The Hawaii Test. Ah, how dreams die.
If you haven't seen this you might find it amusing.


It would be interesting to know what are the Fricas long term goals.
If you raise your eyes to the horizon, where are you going? Why?

This is from (axiom/goals in git):

Computational Mathematics is not a competition, it is a field
of study. Do what you can to make it better for all.

Axiom has several goals.

1) Axiom needs to live.

Keeping Axiom alive is a primary goal. It is patently obvious that
open source projects tend to die when the lead maintainer stops
development for any reason. Github and Sourceforge have many
thousands of examples.

Commercial software dies when the company dies.

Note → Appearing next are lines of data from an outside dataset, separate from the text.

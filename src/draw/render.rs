//! Cairo-based rendering of annotation frames.

use super::color::{Color, SELECTION_BLUE};
use super::context::{CairoDrawContext, DrawContext};
use super::frame::Frame;
use super::transform::Transform;
use crate::util::Rect;
use thiserror::Error;

/// Gap between an annotation's bounds and its selection outline, in device pixels.
pub const SELECTION_PADDING: f64 = 3.0;

const SELECTION_DASH: [f64; 2] = [4.0, 3.0];

/// Errors raised while rasterizing a frame.
#[derive(Debug, Error)]
pub enum RenderError {
    #[error("Invalid surface size {width}x{height}")]
    InvalidSize { width: i32, height: i32 },

    #[error("Cairo error: {0}")]
    Cairo(#[from] cairo::Error),

    #[error("PNG encoding failed: {0}")]
    Png(#[from] cairo::IoError),
}

/// Draws the dashed outline that marks a selected annotation.
///
/// `device_rect` is already in device coordinates.
pub fn draw_selection_outline(ctx: &mut dyn DrawContext, device_rect: &Rect) {
    let mut outline = *device_rect;
    outline.inflate(SELECTION_PADDING);

    ctx.save();
    ctx.set_color(SELECTION_BLUE);
    ctx.set_line_width(1.0);
    ctx.set_dash(&SELECTION_DASH);
    ctx.stroke_rect(outline.x, outline.y, outline.width, outline.height);
    ctx.set_dash(&[]);
    ctx.restore();
}

/// Renders a frame onto a Cairo context, painting `background` first if given.
pub fn render_frame(
    ctx: &cairo::Context,
    frame: &Frame,
    transform: &Transform,
    background: Option<Color>,
) {
    if let Some(bg) = background {
        ctx.set_source_rgba(bg.r, bg.g, bg.b, bg.a);
        let _ = ctx.paint();
    }

    let mut draw_ctx = CairoDrawContext::new(ctx);
    frame.draw_all(&mut draw_ctx, transform);
}

/// Rasterizes a frame into an ARGB surface and encodes it as PNG.
pub fn render_frame_png(
    frame: &Frame,
    transform: &Transform,
    width: i32,
    height: i32,
    background: Option<Color>,
) -> Result<Vec<u8>, RenderError> {
    if width <= 0 || height <= 0 {
        return Err(RenderError::InvalidSize { width, height });
    }

    let surface = cairo::ImageSurface::create(cairo::Format::ARgb32, width, height)?;
    {
        let ctx = cairo::Context::new(&surface)?;
        render_frame(&ctx, frame, transform, background);
    }
    surface.flush();

    let mut buffer = Vec::new();
    surface.write_to_png(&mut buffer)?;
    log::debug!(
        "Rendered {} annotations into {}x{} PNG ({} bytes)",
        frame.len(),
        width,
        height,
        buffer.len()
    );
    Ok(buffer)
}

/// Computes a transform that fits `bounds` into a `width` x `height` surface with a margin.
pub fn fit_transform(bounds: &Rect, width: f64, height: f64, margin: f64) -> Transform {
    let avail_w = (width - 2.0 * margin).max(1.0);
    let avail_h = (height - 2.0 * margin).max(1.0);
    let sx = if bounds.width > 0.0 { avail_w / bounds.width } else { 1.0 };
    let sy = if bounds.height > 0.0 { avail_h / bounds.height } else { 1.0 };
    let scaling = sx.min(sy);

    let (cx, cy) = bounds.center();
    Transform::new(width / 2.0 - cx * scaling, height / 2.0 - cy * scaling, scaling)
}

#[cfg(test)]
mod tests {
    use super::*;
    use crate::draw::context::recording::{Op, RecordingContext};
    use crate::draw::{RED, Shape};

    #[test]
    fn selection_outline_is_padded_and_dashed() {
        let mut ctx = RecordingContext::default();
        draw_selection_outline(&mut ctx, &Rect::new(10.0, 10.0, 20.0, 5.0));
        assert!(ctx.ops.contains(&Op::Dash(SELECTION_DASH.to_vec())));
        assert!(ctx.ops.contains(&Op::StrokeRect(7.0, 7.0, 26.0, 11.0)));
        assert_eq!(ctx.depth, 0);
    }

    #[test]
    fn png_output_has_signature() {
        let mut frame = Frame::new();
        frame.add(Shape::rectangle(Rect::new(2.0, 2.0, 10.0, 10.0), RED, 2.0));
        let png = render_frame_png(&frame, &Transform::identity(), 16, 16, None).unwrap();
        assert_eq!(&png[..8], b"\x89PNG\r\n\x1a\n");
    }

    #[test]
    fn png_rejects_empty_surface() {
        let frame = Frame::new();
        assert!(matches!(
            render_frame_png(&frame, &Transform::identity(), 0, 10, None),
            Err(RenderError::InvalidSize { .. })
        ));
    }

    #[test]
    fn fit_transform_centers_bounds() {
        let t = fit_transform(&Rect::new(0.0, 0.0, 10.0, 5.0), 120.0, 120.0, 10.0);
        assert_eq!(t.scaling, 10.0);
        assert_eq!(t.apply_to_point((5.0, 2.5)), (60.0, 60.0));
    }
}
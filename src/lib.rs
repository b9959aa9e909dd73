//! Annotation layer and keyboard classification for a chemical structure editor.
//!
//! The [`draw`] module holds the drawable annotation contract and its Cairo
//! rendering, [`input`] classifies browser key codes, and [`config`] loads
//! user defaults for both.

pub mod config;
pub mod draw;
pub mod input;
pub mod scene;
pub mod util;

pub use config::Config;
pub use draw::DrawingObject;
pub use input::{KeyCategory, KeyCode, KeyTable};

Witness
Symbolics (Macsyma), Soft Warehouse (Derive), or MapleSoft
(Maple was sold to a Japanese company which currently
supports it). Companies die, on average, after 15 years.

Axiom is timeless in that it is computational mathematics. The
algorithms and results will always be correct. So unlike other
efforts, what we write can be used by later generations.

This goal influences every decision about direction and purpose,
in particular, driving some of the goals listed below.

2) Axiom needs to be better documented and better explained.

The decision to deeply explain and document Axiom is based on
the obvious need to make it possible for new people to maintain,
modify, and extend it.

Explanation needs structure so a new person can "linearly learn"
what is needed. It also needs structure so information can be found
easily through some search mechanism. It further needs structure to
incorporate what is already known.

Literate programming was chosen after a long search for possbile
solutions.

The book-like nature of a literate program focuses attention on
people, not machines. It is a linear format which provides a way
to communicate ideas using methods developed over history.
Books are structure we understand.

You can find information in the volume choice; there are currently
21; the table of contents, tables of figures and subjects, detailed
indexes, a new "rich form bibliography" which includes abstracts,
and the use of hyperlinks between volumes, to outside sources,
and to youtube videos and courses. Experiments are being done
to embed gifs to illustrate ideas.

Algorithms, Categories, and Domains now have hyperlinks to
published literature and there are some initial examples of deeper
documentation of the algorithms. Ideally every algorithm will provide
sufficient explanation of the implementation or links to explanations
so the implementation can be understood in context.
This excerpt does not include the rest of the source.